Below are records; repeat them all exactly.

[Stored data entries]
■ ■ ■ ■ ■
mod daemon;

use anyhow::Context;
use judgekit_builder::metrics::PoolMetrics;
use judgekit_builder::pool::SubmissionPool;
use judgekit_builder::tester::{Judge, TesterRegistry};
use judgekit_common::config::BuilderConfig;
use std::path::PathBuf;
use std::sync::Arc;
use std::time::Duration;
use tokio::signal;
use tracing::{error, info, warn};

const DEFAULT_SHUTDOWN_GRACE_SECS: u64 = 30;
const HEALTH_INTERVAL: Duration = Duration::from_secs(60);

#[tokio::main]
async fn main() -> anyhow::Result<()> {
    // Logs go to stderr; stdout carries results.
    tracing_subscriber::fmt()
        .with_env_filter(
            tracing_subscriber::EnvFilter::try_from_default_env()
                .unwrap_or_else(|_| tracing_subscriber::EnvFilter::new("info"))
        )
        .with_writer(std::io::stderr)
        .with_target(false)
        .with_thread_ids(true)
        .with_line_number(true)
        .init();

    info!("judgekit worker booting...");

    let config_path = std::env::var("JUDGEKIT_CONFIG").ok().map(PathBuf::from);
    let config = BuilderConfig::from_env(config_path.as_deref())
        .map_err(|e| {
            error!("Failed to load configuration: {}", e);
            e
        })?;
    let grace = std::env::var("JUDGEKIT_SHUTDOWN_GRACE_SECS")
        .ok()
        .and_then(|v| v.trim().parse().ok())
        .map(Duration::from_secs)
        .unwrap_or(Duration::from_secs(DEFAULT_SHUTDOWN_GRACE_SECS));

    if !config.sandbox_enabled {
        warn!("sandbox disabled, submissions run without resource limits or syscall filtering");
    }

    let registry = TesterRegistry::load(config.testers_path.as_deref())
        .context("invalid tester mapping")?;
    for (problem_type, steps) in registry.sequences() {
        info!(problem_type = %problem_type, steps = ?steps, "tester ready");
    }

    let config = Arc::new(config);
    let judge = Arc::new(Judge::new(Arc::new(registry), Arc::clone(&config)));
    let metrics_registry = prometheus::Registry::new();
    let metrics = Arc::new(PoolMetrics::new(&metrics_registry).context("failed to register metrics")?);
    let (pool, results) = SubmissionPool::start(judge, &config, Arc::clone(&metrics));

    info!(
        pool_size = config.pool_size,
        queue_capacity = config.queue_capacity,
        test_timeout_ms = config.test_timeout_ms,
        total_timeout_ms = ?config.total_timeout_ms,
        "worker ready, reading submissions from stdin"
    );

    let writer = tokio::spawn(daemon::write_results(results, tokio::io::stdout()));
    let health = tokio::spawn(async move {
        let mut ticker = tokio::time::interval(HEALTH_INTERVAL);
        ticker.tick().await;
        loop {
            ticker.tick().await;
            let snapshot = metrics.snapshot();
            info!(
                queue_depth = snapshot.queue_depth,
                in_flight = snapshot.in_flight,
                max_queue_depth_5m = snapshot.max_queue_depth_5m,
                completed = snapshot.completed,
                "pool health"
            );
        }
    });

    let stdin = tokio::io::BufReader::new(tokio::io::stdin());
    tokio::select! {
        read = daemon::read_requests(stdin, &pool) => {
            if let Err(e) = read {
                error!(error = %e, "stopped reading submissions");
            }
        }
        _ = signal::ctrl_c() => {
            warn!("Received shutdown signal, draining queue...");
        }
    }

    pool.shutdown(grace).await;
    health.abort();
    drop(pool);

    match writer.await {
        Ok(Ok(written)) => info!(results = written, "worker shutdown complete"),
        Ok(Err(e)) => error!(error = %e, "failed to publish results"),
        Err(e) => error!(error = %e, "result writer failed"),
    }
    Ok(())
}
■ ■ ■ ■ ■
Exercise solution =
mod daemon;

use anyhow::Context;
use judgekit_builder::metrics::PoolMetrics;
use judgekit_builder::pool::SubmissionPool;
use judgekit_builder::tester::{Judge, TesterRegistry};
use judgekit_common::config::BuilderConfig;
use std::path::PathBuf;
use std::sync::Arc;
use std::time::Duration;
use tokio::signal;
use tracing::{error, info, warn};

const DEFAULT_SHUTDOWN_GRACE_SECS: u64 = 30;
const HEALTH_INTERVAL: Duration = Duration::from_secs(60);

#[tokio::main]
async fn main() -> anyhow::Result<()> {
    // Logs go to stderr; stdout carries results.
    tracing_subscriber::fmt()
        .with_env_filter(
            tracing_subscriber::EnvFilter::try_from_default_env()
                .unwrap_or_else(|_| tracing_subscriber::EnvFilter::new("info"))
        )
        .with_writer(std::io::stderr)
        .with_target(false)
        .with_thread_ids(true)
        .with_line_number(true)
        .init();

    info!("judgekit worker booting...");

    let config_path = std::env::var("JUDGEKIT_CONFIG").ok().map(PathBuf::from);
    let config = BuilderConfig::from_env(config_path.as_deref())
        .map_err(|e| {
            error!("Failed to load configuration: {}", e);
            e
        })?;
    let grace = std::env::var("JUDGEKIT_SHUTDOWN_GRACE_SECS")
        .ok()
        .and_then(|v| v.trim().parse().ok())
        .map(Duration::from_secs)
        .unwrap_or(Duration::from_secs(DEFAULT_SHUTDOWN_GRACE_SECS));

    if !config.sandbox_enabled {
        warn!("sandbox disabled, submissions run without resource limits or syscall filtering");
    }

    let registry = TesterRegistry::load(config.testers_path.as_deref())
        .context("invalid tester mapping")?;
    for (problem_type, steps) in registry.sequences() {
        info!(problem_type = %problem_type, steps = ?steps, "tester ready");
    }

    let config = Arc::new(config);
    let judge = Arc::new(Judge::new(Arc::new(registry), Arc::clone(&config)));
    let metrics_registry = prometheus::Registry::new();
    let metrics = Arc::new(PoolMetrics::new(&metrics_registry).context("failed to register metrics")?);
    let (pool, results) = SubmissionPool::start(judge, &config, Arc::clone(&metrics));

    info!(
        pool_size = config.pool_size,
        queue_capacity = config.queue_capacity,
        test_timeout_ms = config.test_timeout_ms,
        total_timeout_ms = ?config.total_timeout_ms,
        "worker ready, reading submissions from stdin"
    );

    let writer = tokio::spawn(daemon::write_results(results, tokio::io::stdout()));
    let health = tokio::spawn(async move {
        let mut ticker = tokio::time::interval(HEALTH_INTERVAL);
        ticker.tick().await;
        loop {
            ticker.tick().await;
            let snapshot = metrics.snapshot();
            info!(
                queue_depth = snapshot.queue_depth,
                in_flight = snapshot.in_flight,
                max_queue_depth_5m = snapshot.max_queue_depth_5m,
                completed = snapshot.completed,
                "pool health"
            );
        }
    });

    let stdin = tokio::io::BufReader::new(tokio::io::stdin());
    tokio::select! {
        read = daemon::read_requests(stdin, &pool) => {
            if let Err(e) = read {
                error!(error = %e, "stopped reading submissions");
            }
        }
        _ = signal::ctrl_c() => {
            warn!("Received shutdown signal, draining queue...");
        }
    }

    pool.shutdown(grace).await;
    health.abort();
    drop(pool);

    match writer.await {
        Ok(Ok(written)) => info!(results = written, "worker shutdown complete"),
        Ok(Err(e)) => error!(error = %e, "failed to publish results"),
        Err(e) => error!(error = %e, "result writer failed"),
    }
    Ok(())
}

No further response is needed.